同氏が脳梗塞に倒れたのは2003年5月26日。同氏のオフィシャルホームページは5月9日で終わっている。以下が、それである。
9日(2003年の5月9日)
曇。4,00am起。ゲラ手入れのうち、すべて書き直したくなり、ボールペン放置して、ぼんやり。6,30am、庭の雑草むしり取る、道具は用いず指で引き抜く。50年近い以前、禅寺で半年草むしりをしていたから、いちおう手慣れたもの。合間に素振り用木刀ゆっくり振る、すぐ息が切れて情けない。気持ばかり焦って、小説は書けない。1,00pm眠、3,00pm起。下高井戸、書店で「フロイト先生のうそ」、古書店で「軍事言論」「兵士の物語」。昭和ヒトケタ、何度も書きかけては挫折、金井美恵子さんのオハコを借りれば、「ヘトヘト」。なんとしてでも書く。講演会の依頼しきり、身のほど知らずながら引受けて、とにかく若い皆さんに、どう受取られようが、しゃべるのが、役目だろう。夜、手紙を書く、結局、徹夜。

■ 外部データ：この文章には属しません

//! Human-readable formatting for session statistics

/// Formats a byte count with binary units
pub fn format_bytes(bytes: u64) -> String {
    const UNITS: &[&str] = &["B", "KB", "MB", "GB", "TB"];

    let mut size = bytes as f64;
    let mut unit_index = 0;
    while size >= 1024.0 && unit_index < UNITS.len() - 1 {
        size /= 1024.0;
        unit_index += 1;
    }

    if unit_index == 0 {
        format!("{}B", bytes)
    } else {
        format!("{:.2}{}", size, UNITS[unit_index])
    }
}

/// Formats whole seconds as `1h02m03s`, `2m05s` or `7s`
pub fn format_duration_secs(total_seconds: u64) -> String {
    let hours = total_seconds / 3600;
    let minutes = (total_seconds % 3600) / 60;
    let seconds = total_seconds % 60;

    if hours > 0 {
        format!("{}h{:02}m{:02}s", hours, minutes, seconds)
    } else if minutes > 0 {
        format!("{}m{:02}s", minutes, seconds)
    } else {
        format!("{}s", seconds)
    }
}
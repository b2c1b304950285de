//! Channel catalog lookup
//!
//! The catalog itself is maintained elsewhere; the relay only needs to know
//! whether a channel id exists and which upstream identifiers it maps to.

use async_trait::async_trait;
use serde::{Deserialize, Serialize};
use std::collections::HashMap;

#[derive(Debug, Clone, PartialEq, Eq, Serialize, Deserialize)]
pub struct Channel {
    pub id: String,
    #[serde(default, skip_serializing_if = "Option::is_none")]
    pub name: Option<String>,
    /// Identifiers the upstream aggregators know this channel by
    #[serde(default, skip_serializing_if = "Vec::is_empty")]
    pub upstream_refs: Vec<String>,
}

impl Channel {
    pub fn new(id: impl Into<String>) -> Self {
        Self {
            id: id.into(),
            name: None,
            upstream_refs: Vec::new(),
        }
    }

    /// Identifier sent upstream; the first upstream reference, else the id
    pub fn upstream_id(&self) -> &str {
        self.upstream_refs
            .first()
            .map(String::as_str)
            .unwrap_or(&self.id)
    }
}

#[async_trait]
pub trait ChannelCatalog: Send + Sync {
    async fn lookup(&self, channel_id: &str) -> Option<Channel>;
}

/// Catalog backed by the `[[channels]]` configuration section
#[derive(Debug, Clone, Default)]
pub struct StaticCatalog {
    channels: HashMap<String, Channel>,
}

impl StaticCatalog {
    pub fn new(channels: impl IntoIterator<Item = Channel>) -> Self {
        Self {
            channels: channels.into_iter().map(|c| (c.id.clone(), c)).collect(),
        }
    }
}

#[async_trait]
impl ChannelCatalog for StaticCatalog {
    async fn lookup(&self, channel_id: &str) -> Option<Channel> {
        self.channels.get(channel_id).cloned()
    }
}

/// Catalog that accepts any well-formed channel id
#[derive(Debug, Clone, Copy, Default)]
pub struct PassthroughCatalog;

#[async_trait]
impl ChannelCatalog for PassthroughCatalog {
    async fn lookup(&self, channel_id: &str) -> Option<Channel> {
        let valid = !channel_id.is_empty()
            && channel_id
                .chars()
                .all(|c| c.is_ascii_alphanumeric() || c == '-' || c == '_');
        valid.then(|| Channel::new(channel_id))
    }
}

#[cfg(test)]
mod tests {
    use super::*;

    #[tokio::test]
    async fn static_catalog_only_knows_configured_channels() {
        let mut sports = Channel::new("sports");
        sports.upstream_refs.push("51".into());
        let catalog = StaticCatalog::new([sports]);

        let found = catalog.lookup("sports").await.unwrap();
        assert_eq!(found.upstream_id(), "51");
        assert!(catalog.lookup("news").await.is_none());
    }

    #[test]
    fn configured_channel_carries_name_and_refs() {
        let channel: Channel = toml::from_str(
            r#"
            id = "sports-1"
            name = "Sports One"
            upstream_refs = ["51", "52"]
            "#,
        )
        .unwrap();
        assert_eq!(channel.name.as_deref(), Some("Sports One"));
        assert_eq!(channel.upstream_id(), "51");
        assert_eq!(
            serde_json::to_value(Channel::new("7")).unwrap(),
            serde_json::json!({ "id": "7" })
        );
    }

    #[tokio::test]
    async fn passthrough_rejects_path_like_ids() {
        let catalog = PassthroughCatalog;
        assert_eq!(catalog.lookup("123").await.unwrap().upstream_id(), "123");
        assert!(catalog.lookup("").await.is_none());
        assert!(catalog.lookup("../etc").await.is_none());
    }
}
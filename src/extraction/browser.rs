//! Headless browser capability
//!
//! Used only as the last extraction stage, for embed pages that assemble the
//! stream URL in client-side script. The pipeline depends on the
//! [`BrowserAutomation`] trait; [`WebDriverBrowser`] implements it against
//! any W3C WebDriver endpoint (chromedriver, geckodriver, selenium).

use std::time::Duration;

use async_trait::async_trait;
use reqwest::{Client, Method};
use serde_json::{Value, json};
use tokio::time::Instant;
use tracing::{debug, warn};

use crate::config::BrowserConfig;
use crate::errors::BrowserError;

/// One browser tab
#[async_trait]
pub trait BrowserPage: Send {
    async fn navigate(&mut self, url: &str) -> Result<(), BrowserError>;

    /// Poll the JavaScript expression until it is truthy or `timeout` elapses
    async fn wait_for(&mut self, condition: &str, timeout: Duration) -> Result<(), BrowserError>;

    /// Evaluate a JavaScript expression and return its JSON value
    async fn evaluate(&mut self, script: &str) -> Result<Value, BrowserError>;

    async fn close(&mut self) -> Result<(), BrowserError>;
}

#[async_trait]
pub trait BrowserAutomation: Send + Sync {
    async fn open_page(&self) -> Result<Box<dyn BrowserPage>, BrowserError>;
}

/// JavaScript truthiness of a JSON value
pub fn is_truthy(value: &Value) -> bool {
    match value {
        Value::Null => false,
        Value::Bool(b) => *b,
        Value::Number(n) => n.as_f64().is_some_and(|f| f != 0.0),
        Value::String(s) => !s.is_empty(),
        Value::Array(_) | Value::Object(_) => true,
    }
}

/// W3C WebDriver client
#[derive(Clone)]
pub struct WebDriverBrowser {
    client: Client,
    endpoint: String,
    capabilities: Value,
    poll_interval: Duration,
}

impl WebDriverBrowser {
    pub fn new(endpoint: &str, config: &BrowserConfig) -> Result<Self, reqwest::Error> {
        let client = Client::builder()
            .connect_timeout(Duration::from_secs(5))
            .build()?;
        Ok(Self {
            client,
            endpoint: endpoint.trim_end_matches('/').to_string(),
            capabilities: capabilities_for(config),
            poll_interval: config.poll_interval,
        })
    }

    /// Build from configuration; `None` when no WebDriver endpoint is set
    pub fn from_config(config: &BrowserConfig) -> Result<Option<Self>, reqwest::Error> {
        config
            .webdriver_url
            .as_deref()
            .map(|endpoint| Self::new(endpoint, config))
            .transpose()
    }
}

fn capabilities_for(config: &BrowserConfig) -> Value {
    let mut args: Vec<String> = Vec::new();
    let browser = config.browser_name.to_ascii_lowercase();
    if config.headless {
        if browser == "firefox" {
            args.push("-headless".to_string());
        } else {
            args.extend(
                ["--headless=new", "--no-sandbox", "--disable-gpu", "--disable-dev-shm-usage"]
                    .iter()
                    .map(|a| a.to_string()),
            );
        }
    }
    args.extend(config.extra_args.iter().cloned());

    let options_key = if browser == "firefox" {
        "moz:firefoxOptions"
    } else {
        "goog:chromeOptions"
    };
    let mut always_match = serde_json::Map::new();
    always_match.insert("browserName".to_string(), json!(config.browser_name));
    always_match.insert("pageLoadStrategy".to_string(), json!("normal"));
    always_match.insert(options_key.to_string(), json!({ "args": args }));

    json!({ "capabilities": { "alwaysMatch": always_match } })
}

async fn command(
    client: &Client,
    method: Method,
    url: &str,
    body: Option<Value>,
) -> Result<Value, BrowserError> {
    let mut request = client.request(method, url);
    if let Some(body) = body {
        request = request.json(&body);
    }
    let response = request.send().await.map_err(|e| {
        if e.is_connect() {
            BrowserError::Unavailable {
                message: e.to_string(),
            }
        } else {
            BrowserError::Protocol {
                message: e.to_string(),
            }
        }
    })?;
    let status = response.status();
    let payload: Value = response.json().await.map_err(|e| BrowserError::Protocol {
        message: format!("invalid WebDriver response: {e}"),
    })?;
    let value = payload.get("value").cloned().unwrap_or(Value::Null);

    if !status.is_success() {
        let error = value
            .get("error")
            .and_then(Value::as_str)
            .unwrap_or("unknown error");
        let message = value.get("message").and_then(Value::as_str).unwrap_or("");
        return Err(if error == "javascript error" {
            BrowserError::Script {
                message: message.to_string(),
            }
        } else {
            BrowserError::Protocol {
                message: format!("{error}: {message}"),
            }
        });
    }
    Ok(value)
}

#[async_trait]
impl BrowserAutomation for WebDriverBrowser {
    async fn open_page(&self) -> Result<Box<dyn BrowserPage>, BrowserError> {
        let value = command(
            &self.client,
            Method::POST,
            &format!("{}/session", self.endpoint),
            Some(self.capabilities.clone()),
        )
        .await?;
        let session_id = value
            .get("sessionId")
            .and_then(Value::as_str)
            .ok_or_else(|| BrowserError::Protocol {
                message: "new session response has no sessionId".to_string(),
            })?
            .to_string();
        debug!("Opened WebDriver session {}", session_id);

        Ok(Box::new(WebDriverPage {
            client: self.client.clone(),
            session_url: format!("{}/session/{}", self.endpoint, session_id),
            poll_interval: self.poll_interval,
            closed: false,
        }))
    }
}

struct WebDriverPage {
    client: Client,
    session_url: String,
    poll_interval: Duration,
    closed: bool,
}

#[async_trait]
impl BrowserPage for WebDriverPage {
    async fn navigate(&mut self, url: &str) -> Result<(), BrowserError> {
        command(
            &self.client,
            Method::POST,
            &format!("{}/url", self.session_url),
            Some(json!({ "url": url })),
        )
        .await
        .map(|_| ())
    }

    async fn wait_for(&mut self, condition: &str, timeout: Duration) -> Result<(), BrowserError> {
        let deadline = Instant::now() + timeout;
        loop {
            match self.evaluate(condition).await {
                Ok(value) if is_truthy(&value) => return Ok(()),
                Ok(_) => {}
                // Scripts fail transiently while the page is still loading
                Err(BrowserError::Script { message }) => {
                    debug!("Wait condition not evaluable yet: {}", message)
                }
                Err(e) => return Err(e),
            }
            if Instant::now() + self.poll_interval >= deadline {
                return Err(BrowserError::Timeout { timeout });
            }
            tokio::time::sleep(self.poll_interval).await;
        }
    }

    async fn evaluate(&mut self, script: &str) -> Result<Value, BrowserError> {
        command(
            &self.client,
            Method::POST,
            &format!("{}/execute/sync", self.session_url),
            Some(json!({ "script": format!("return ({script});"), "args": [] })),
        )
        .await
    }

    async fn close(&mut self) -> Result<(), BrowserError> {
        if self.closed {
            return Ok(());
        }
        self.closed = true;
        command(&self.client, Method::DELETE, &self.session_url, None)
            .await
            .map(|_| ())
    }
}

impl Drop for WebDriverPage {
    fn drop(&mut self) {
        if self.closed {
            return;
        }
        // Best effort: never leave a browser session running upstream
        warn!("WebDriver session dropped without close, deleting in background");
        let client = self.client.clone();
        let session_url = self.session_url.clone();
        if let Ok(handle) = tokio::runtime::Handle::try_current() {
            handle.spawn(async move {
                let _ = client.delete(session_url).send().await;
            });
        }
    }
}
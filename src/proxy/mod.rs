//! Proxy layer: opaque tokens, playlist rewriting and content relay

pub mod codec;
pub mod content_proxy;
pub mod playlist_rewriter;

pub use codec::{OpaqueUrlCodec, TokenPayload};
pub use content_proxy::{ContentProxy, RelayedContent};
pub use playlist_rewriter::{PlaylistRewriter, RewriteContext, is_playlist};
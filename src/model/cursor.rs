//! Read-only cursor over an ordered list of sibling record ids.
//!
//! Consumed by the horizontal swipe machine to decide whether a "next" or
//! "previous" target exists. Degenerate input (empty list, current id not
//! present, boundary positions) degrades to `None` rather than erroring.

/// Opaque identifier of a sibling record, supplied by the host.
#[derive(Debug, Clone, PartialEq, Eq, Hash)]
pub struct SiblingId(String);

impl SiblingId {
    /// Wrap a host-supplied id.
    pub fn new(id: impl Into<String>) -> Self {
        Self(id.into())
    }

    /// The id as a string slice.
    pub fn as_str(&self) -> &str {
        &self.0
    }
}

impl std::fmt::Display for SiblingId {
    fn fmt(&self, f: &mut std::fmt::Formatter<'_>) -> std::fmt::Result {
        f.write_str(&self.0)
    }
}

impl From<&str> for SiblingId {
    fn from(id: &str) -> Self {
        Self::new(id)
    }
}

/// Read-only view over `(ordered_ids, current_id)`.
///
/// Recomputed by the host whenever the sibling list or the active record
/// changes; the cursor itself never mutates either.
#[derive(Debug, Clone, Default, PartialEq)]
pub struct SiblingCursor {
    ordered_ids: Vec<SiblingId>,
    current_id: Option<SiblingId>,
}

impl SiblingCursor {
    /// An empty cursor: every navigation is a no-op.
    pub fn empty() -> Self {
        Self::default()
    }

    /// Build a cursor over an ordered id list and the active record.
    pub fn new(ordered_ids: Vec<SiblingId>, current_id: Option<SiblingId>) -> Self {
        Self {
            ordered_ids,
            current_id,
        }
    }

    /// Position of the current id within the list, if present.
    fn current_index(&self) -> Option<usize> {
        let current = self.current_id.as_ref()?;
        self.ordered_ids.iter().position(|id| id == current)
    }

    /// The sibling after the current record, if one exists.
    ///
    /// `None` when the current id is last, missing from the list, or the
    /// list is empty.
    pub fn next(&self) -> Option<&SiblingId> {
        let index = self.current_index()?;
        self.ordered_ids.get(index + 1)
    }

    /// The sibling before the current record, if one exists.
    ///
    /// `None` when the current id is first, missing from the list, or the
    /// list is empty.
    pub fn previous(&self) -> Option<&SiblingId> {
        let index = self.current_index()?;
        index.checked_sub(1).and_then(|i| self.ordered_ids.get(i))
    }
}
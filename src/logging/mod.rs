//! Tracing subscriber initialization.
//!
//! Logs are written to a file instead of stdout: the demo shell owns the
//! terminal, so users monitor logs via `tail -f` in a separate terminal.
//! The gesture pipeline logs classification outcomes at debug and contained
//! handler failures at error.

use std::path::{Path, PathBuf};
use thiserror::Error;

/// Error type for logging initialization failures.
#[derive(Debug, Error)]
pub enum LoggingError {
    /// Failed to create log directory
    #[error("Failed to create log directory at {path:?}: {source}")]
    DirectoryCreation {
        /// The directory path that failed to be created
        path: PathBuf,
        /// The underlying I/O error
        #[source]
        source: std::io::Error,
    },

    /// Invalid log file path (no filename component)
    #[error("Invalid log file path: {0:?}")]
    InvalidPath(PathBuf),

    /// Log path has no parent directory
    #[error("Log path has no parent directory: {0:?}")]
    NoParentDirectory(PathBuf),

    /// Tracing subscriber already initialized
    #[error("Tracing subscriber already initialized")]
    SubscriberAlreadySet,
}

/// Initialize the tracing subscriber with file-based logging.
///
/// Respects the RUST_LOG environment variable, defaults to "info" level.
/// Creates the log directory if it doesn't exist.
///
/// # Errors
///
/// Returns `LoggingError` if the subscriber was already initialized or
/// directory creation failed.
pub fn init(log_path: &Path) -> Result<(), LoggingError> {
    use tracing_subscriber::EnvFilter;

    // Create log directory if it doesn't exist
    if let Some(parent) = log_path.parent() {
        std::fs::create_dir_all(parent).map_err(|source| LoggingError::DirectoryCreation {
            path: parent.to_path_buf(),
            source,
        })?;
    }

    let file_name = log_path
        .file_name()
        .and_then(|n| n.to_str())
        .ok_or_else(|| LoggingError::InvalidPath(log_path.to_path_buf()))?;

    let directory = log_path
        .parent()
        .ok_or_else(|| LoggingError::NoParentDirectory(log_path.to_path_buf()))?;

    let file_appender = tracing_appender::rolling::never(directory, file_name);

    // Respect RUST_LOG, default to "info"
    let env_filter = EnvFilter::try_from_default_env().unwrap_or_else(|_| EnvFilter::new("info"));

    tracing_subscriber::fmt()
        .with_env_filter(env_filter)
        .with_writer(file_appender)
        .with_ansi(false) // No ANSI colors in log files
        .try_init()
        .map_err(|_| LoggingError::SubscriberAlreadySet)
}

他の日も、似たような感じの内容で健康的な生活とは到底いえない。TBSラジオの「土曜ワイドラジオTOKYO 永六輔その新世界」で、「野坂昭如からの手紙」というコーナーがあった。何回か聴いたことがある。既に身体は自由が利かなかったようだが、文章は、鋭くかつ解りやすかった。
TBSラジオが20日午後7時から1時間、野坂昭如氏の特集番組を放送する。楽しみである。